[Dataset entries]
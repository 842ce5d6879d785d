//! Fingerprint libraries stored as CSV.
//!
//! Each record is `id,smiles,fingerprint,bit_count`, with the fingerprint in its text form.

use crate::fingerprint::{Candidate, Fingerprint};
use anyhow::{bail, Context, Result};
use csv::{ReaderBuilder, Writer};
use std::fs::File;
use std::io::{Read, Write};
use std::path::Path;
use tracing::*;

pub const LIBRARY_HEADER: [&str; 4] = ["id", "smiles", "fingerprint", "bit_count"];

/// Read a library from any CSV source with a header row.
pub fn read_library_from(reader: impl Read) -> Result<Vec<Candidate>> {
    let mut rdr = ReaderBuilder::new().has_headers(true).from_reader(reader);

    let mut candidates = Vec::new();
    for (row, record) in rdr.records().enumerate() {
        let record = record.with_context(|| format!("Reading library record {}", row + 1))?;
        let field = |i: usize| record.get(i).unwrap_or_default();

        let fingerprint: Fingerprint = field(2)
            .parse()
            .with_context(|| format!("Parsing fingerprint of {:?}", field(0)))?;
        let bit_count: usize = field(3)
            .trim()
            .parse()
            .with_context(|| format!("Parsing bit count of {:?}", field(0)))?;
        if bit_count != fingerprint.bit_count() {
            bail!(
                "Record {:?} claims {bit_count} bits but its fingerprint has {}",
                field(0),
                fingerprint.bit_count()
            );
        }

        candidates.push(Candidate::new(field(0), field(1)).with_fingerprint(fingerprint));
    }
    Ok(candidates)
}

/// Read a library file.
pub fn read_library(path: impl AsRef<Path>) -> Result<Vec<Candidate>> {
    let path = path.as_ref();
    let file = File::open(path).with_context(|| format!("Opening library {}", path.display()))?;
    let candidates = read_library_from(file)
        .with_context(|| format!("Loading library {}", path.display()))?;
    info!("Loaded {} candidates from {}", candidates.len(), path.display());
    Ok(candidates)
}

/// Write candidates as library records, fingerprinting any that lack one.
pub fn write_library_to(writer: impl Write, candidates: &[Candidate]) -> Result<()> {
    let mut wtr = Writer::from_writer(writer);
    wtr.write_record(LIBRARY_HEADER)?;
    for candidate in candidates {
        let fingerprint = candidate.resolve_fingerprint();
        wtr.write_record([
            candidate.id.as_str(),
            candidate.smiles.as_str(),
            fingerprint.to_string().as_str(),
            fingerprint.bit_count().to_string().as_str(),
        ])?;
    }
    wtr.flush()?;
    Ok(())
}

/// Write a library file, replacing any existing one.
pub fn write_library(path: impl AsRef<Path>, candidates: &[Candidate]) -> Result<()> {
    let path = path.as_ref();
    let file = File::create(path).with_context(|| format!("Creating {}", path.display()))?;
    write_library_to(file, candidates)
        .with_context(|| format!("Writing library {}", path.display()))?;
    info!("Library of {} candidates written to {}", candidates.len(), path.display());
    Ok(())
}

> **WORK INSTRUCTION**: All entries should be transcribed verbatim.

> **FINISHED EXERCISE**:
repository 842ce5d6879d785d
//! Fingerprint libraries stored as CSV.
//!
//! Each record is `id,smiles,fingerprint,bit_count`, with the fingerprint in its text form.

use crate::fingerprint::{Candidate, Fingerprint};
use anyhow::{bail, Context, Result};
use csv::{ReaderBuilder, Writer};
use std::fs::File;
use std::io::{Read, Write};
use std::path::Path;
use tracing::*;

pub const LIBRARY_HEADER: [&str; 4] = ["id", "smiles", "fingerprint", "bit_count"];

/// Read a library from any CSV source with a header row.
pub fn read_library_from(reader: impl Read) -> Result<Vec<Candidate>> {
    let mut rdr = ReaderBuilder::new().has_headers(true).from_reader(reader);

    let mut candidates = Vec::new();
    for (row, record) in rdr.records().enumerate() {
        let record = record.with_context(|| format!("Reading library record {}", row + 1))?;
        let field = |i: usize| record.get(i).unwrap_or_default();

        let fingerprint: Fingerprint = field(2)
            .parse()
            .with_context(|| format!("Parsing fingerprint of {:?}", field(0)))?;
        let bit_count: usize = field(3)
            .trim()
            .parse()
            .with_context(|| format!("Parsing bit count of {:?}", field(0)))?;
        if bit_count != fingerprint.bit_count() {
            bail!(
                "Record {:?} claims {bit_count} bits but its fingerprint has {}",
                field(0),
                fingerprint.bit_count()
            );
        }

        candidates.push(Candidate::new(field(0), field(1)).with_fingerprint(fingerprint));
    }
    Ok(candidates)
}

/// Read a library file.
pub fn read_library(path: impl AsRef<Path>) -> Result<Vec<Candidate>> {
    let path = path.as_ref();
    let file = File::open(path).with_context(|| format!("Opening library {}", path.display()))?;
    let candidates = read_library_from(file)
        .with_context(|| format!("Loading library {}", path.display()))?;
    info!("Loaded {} candidates from {}", candidates.len(), path.display());
    Ok(candidates)
}

/// Write candidates as library records, fingerprinting any that lack one.
pub fn write_library_to(writer: impl Write, candidates: &[Candidate]) -> Result<()> {
    let mut wtr = Writer::from_writer(writer);
    wtr.write_record(LIBRARY_HEADER)?;
    for candidate in candidates {
        let fingerprint = candidate.resolve_fingerprint();
        wtr.write_record([
            candidate.id.as_str(),
            candidate.smiles.as_str(),
            fingerprint.to_string().as_str(),
            fingerprint.bit_count().to_string().as_str(),
        ])?;
    }
    wtr.flush()?;
    Ok(())
}

/// Write a library file, replacing any existing one.
pub fn write_library(path: impl AsRef<Path>, candidates: &[Candidate]) -> Result<()> {
    let path = path.as_ref();
    let file = File::create(path).with_context(|| format!("Creating {}", path.display()))?;
    write_library_to(file, candidates)
        .with_context(|| format!("Writing library {}", path.display()))?;
    info!("Library of {} candidates written to {}", candidates.len(), path.display());
    Ok(())
}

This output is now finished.